Lines containing the word "prefixes" are the ones to copy from the records below.
╭─ MATERIAL FOR THE TASK
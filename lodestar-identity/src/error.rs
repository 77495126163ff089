//! Identity error types

use lodestar_core::diagnostics::{Diagnostic, ToDiagnostic};
use lodestar_core::schema::SchemaError;
use thiserror::Error;

use crate::arn::ArnError;
use crate::composite::CompositeIdError;

/// Errors that can occur while resolving an import identity
#[derive(Debug, Clone, PartialEq, Eq, Error)]
pub enum IdentityError {
    /// The identifier is not a valid ARN
    #[error("invalid ARN {value:?}: {source}")]
    MalformedArn { value: String, source: ArnError },

    /// The identifier does not split into the declared parameters
    #[error(transparent)]
    MalformedCompositeId(#[from] CompositeIdError),

    /// The resolved region conflicts with a region that is already fixed
    #[error(
        "the region {actual:?} from {source_name} does not match the region {expected:?} \
         already set for this resource"
    )]
    RegionMismatch {
        /// Where the conflicting region came from (an ARN, "identity", ...)
        source_name: String,
        expected: String,
        actual: String,
    },

    /// An identity carries an account ID other than the client's
    #[error(
        "the account ID {actual:?} in the identity does not match the provider account ID \
         {expected:?}"
    )]
    AccountIdMismatch { expected: String, actual: String },

    /// The identity object does not fit the identity schema
    #[error(transparent)]
    InvalidIdentity(#[from] SchemaError),

    /// No client context was supplied for a resolver that needs one
    #[error("no client context is available to resolve the account ID and region")]
    MissingOperationContext,
}

impl IdentityError {
    pub fn malformed_arn(value: impl Into<String>, source: ArnError) -> Self {
        Self::MalformedArn {
            value: value.into(),
            source,
        }
    }

    pub fn region_mismatch(
        source_name: impl Into<String>,
        expected: impl Into<String>,
        actual: impl Into<String>,
    ) -> Self {
        Self::RegionMismatch {
            source_name: source_name.into(),
            expected: expected.into(),
            actual: actual.into(),
        }
    }
}

impl ToDiagnostic for IdentityError {
    fn to_diagnostic(&self) -> Diagnostic {
        match self {
            IdentityError::MalformedArn { value, source } => Diagnostic::error(
                "Invalid Import ID",
                format!(
                    "The import ID could not be parsed as an ARN.\n\nImport ID: {}\nError: {}",
                    value, source
                ),
            ),
            IdentityError::MalformedCompositeId(err) => {
                Diagnostic::error("Invalid Import ID", err.to_string())
            }
            IdentityError::RegionMismatch { .. } => {
                Diagnostic::error("Invalid Resource Region", self.to_string())
                    .with_attribute(lodestar_core::resource::ATTR_REGION)
            }
            IdentityError::AccountIdMismatch { .. } => {
                Diagnostic::error("Invalid Identity Account ID", self.to_string())
                    .with_attribute(lodestar_core::resource::ATTR_ACCOUNT_ID)
            }
            IdentityError::InvalidIdentity(err) => {
                let diag = Diagnostic::error("Invalid Identity", err.to_string());
                match err {
                    SchemaError::MissingRequired { name }
                    | SchemaError::UnknownAttribute { name } => diag.with_attribute(name.clone()),
                }
            }
            IdentityError::MissingOperationContext => Diagnostic::error(
                "Unexpected Provider Error",
                "This is always an error in the provider. Please report the following to the \
                 provider developer:\n\nThe client context needed to resolve the account ID and \
                 region was not configured for this call.",
            ),
        }
    }
}

/// Result type for identity resolution
pub type IdentityResult<T> = Result<T, IdentityError>;
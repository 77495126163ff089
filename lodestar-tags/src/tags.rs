//! KeyValueTags - An ordered set of resource tags
//!
//! Every operation returns a new set and leaves the receiver untouched.

use std::collections::BTreeMap;

use lodestar_core::resource::Value;
use serde::{Deserialize, Serialize};

use crate::config::{DefaultConfig, IgnoreConfig};
use crate::system::SystemTags;

#[derive(Debug, Clone, Default, PartialEq, Eq, Serialize, Deserialize)]
#[serde(transparent)]
pub struct KeyValueTags(BTreeMap<String, String>);

impl KeyValueTags {
    pub fn new() -> Self {
        Self::default()
    }

    pub fn with(mut self, key: impl Into<String>, value: impl Into<String>) -> Self {
        self.0.insert(key.into(), value.into());
        self
    }

    pub fn insert(&mut self, key: impl Into<String>, value: impl Into<String>) {
        self.0.insert(key.into(), value.into());
    }

    pub fn get(&self, key: &str) -> Option<&str> {
        self.0.get(key).map(String::as_str)
    }

    pub fn contains_key(&self, key: &str) -> bool {
        self.0.contains_key(key)
    }

    pub fn keys(&self) -> impl Iterator<Item = &str> {
        self.0.keys().map(String::as_str)
    }

    pub fn iter(&self) -> impl Iterator<Item = (&str, &str)> {
        self.0.iter().map(|(k, v)| (k.as_str(), v.as_str()))
    }

    pub fn len(&self) -> usize {
        self.0.len()
    }

    pub fn is_empty(&self) -> bool {
        self.0.is_empty()
    }

    pub fn as_map(&self) -> &BTreeMap<String, String> {
        &self.0
    }

    pub fn into_map(self) -> BTreeMap<String, String> {
        self.0
    }

    /// Whether every key/value pair of `target` is present here
    pub fn contains_all(&self, target: &KeyValueTags) -> bool {
        target.iter().all(|(k, v)| self.get(k) == Some(v))
    }

    /// Union of both sets; `other` wins on key collision
    pub fn merge(&self, other: &KeyValueTags) -> KeyValueTags {
        let mut result = self.clone();
        for (k, v) in other.iter() {
            result.insert(k, v);
        }
        result
    }

    /// Keep only tags whose keys appear in `keys`
    pub fn only<'a>(&self, keys: impl IntoIterator<Item = &'a str>) -> KeyValueTags {
        keys.into_iter()
            .filter_map(|k| self.get(k).map(|v| (k, v)))
            .collect()
    }

    /// Drop tags whose keys appear in `ignore`
    pub fn ignore(&self, ignore: &KeyValueTags) -> KeyValueTags {
        self.filter(|k| !ignore.contains_key(k))
    }

    /// Drop tags whose keys start with any of `prefixes`
    pub fn ignore_prefixes<'a>(&self, prefixes: impl IntoIterator<Item = &'a str>) -> KeyValueTags {
        let prefixes: Vec<&str> = prefixes.into_iter().collect();
        self.filter(|k| !prefixes.iter().any(|p| k.starts_with(p)))
    }

    /// Drop tags matched by the provider's ignore configuration
    pub fn ignore_config(&self, config: &IgnoreConfig) -> KeyValueTags {
        self.filter(|k| !config.matches(k))
    }

    /// Drop tags the remote system manages itself
    pub fn ignore_system(&self, system: &SystemTags) -> KeyValueTags {
        self.filter(|k| !system.matches(k))
    }

    /// Tags present here but missing from `new`
    pub fn removed(&self, new: &KeyValueTags) -> KeyValueTags {
        self.filter(|k| !new.contains_key(k))
    }

    /// Tags in `new` that are added or whose value changed
    pub fn updated(&self, new: &KeyValueTags) -> KeyValueTags {
        new.iter()
            .filter(|&(k, v)| self.get(k) != Some(v))
            .collect()
    }

    /// Drop tags that exactly match a default tag (same key and value)
    pub fn remove_default_config(&self, defaults: &DefaultConfig) -> KeyValueTags {
        self.iter()
            .filter(|&(k, v)| defaults.tags.get(k) != Some(v))
            .collect()
    }

    /// Split into sets of at most `size` tags, in key order
    ///
    /// A `size` of zero is treated as one.
    pub fn chunks(&self, size: usize) -> Vec<KeyValueTags> {
        let entries: Vec<(&str, &str)> = self.iter().collect();
        entries
            .chunks(size.max(1))
            .map(|chunk| chunk.iter().copied().collect())
            .collect()
    }

    /// State value for a `tags` or `tags_all` attribute
    pub fn to_value(&self) -> Value {
        Value::string_map(self.iter())
    }

    /// Read a string map attribute; `None` for null or non-map values
    pub fn from_value(value: &Value) -> Option<KeyValueTags> {
        match value {
            Value::Map(map) => Some(
                map.iter()
                    .filter_map(|(k, v)| v.as_str().map(|v| (k.as_str(), v)))
                    .collect(),
            ),
            _ => None,
        }
    }

    fn filter(&self, mut keep: impl FnMut(&str) -> bool) -> KeyValueTags {
        self.iter().filter(|&(k, _)| keep(k)).collect()
    }
}

impl<K: Into<String>, V: Into<String>> FromIterator<(K, V)> for KeyValueTags {
    fn from_iter<I: IntoIterator<Item = (K, V)>>(iter: I) -> Self {
        Self(
            iter.into_iter()
                .map(|(k, v)| (k.into(), v.into()))
                .collect(),
        )
    }
}

impl<K: Into<String>, V: Into<String>, const N: usize> From<[(K, V); N]> for KeyValueTags {
    fn from(entries: [(K, V); N]) -> Self {
        entries.into_iter().collect()
    }
}

impl From<BTreeMap<String, String>> for KeyValueTags {
    fn from(map: BTreeMap<String, String>) -> Self {
        Self(map)
    }
}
╰─
**ANSWER**
    /// Drop tags whose keys start with any of `prefixes`
    pub fn ignore_prefixes<'a>(&self, prefixes: impl IntoIterator<Item = &'a str>) -> KeyValueTags {
        let prefixes: Vec<&str> = prefixes.into_iter().collect();
        self.filter(|k| !prefixes.iter().any(|p| k.starts_with(p)))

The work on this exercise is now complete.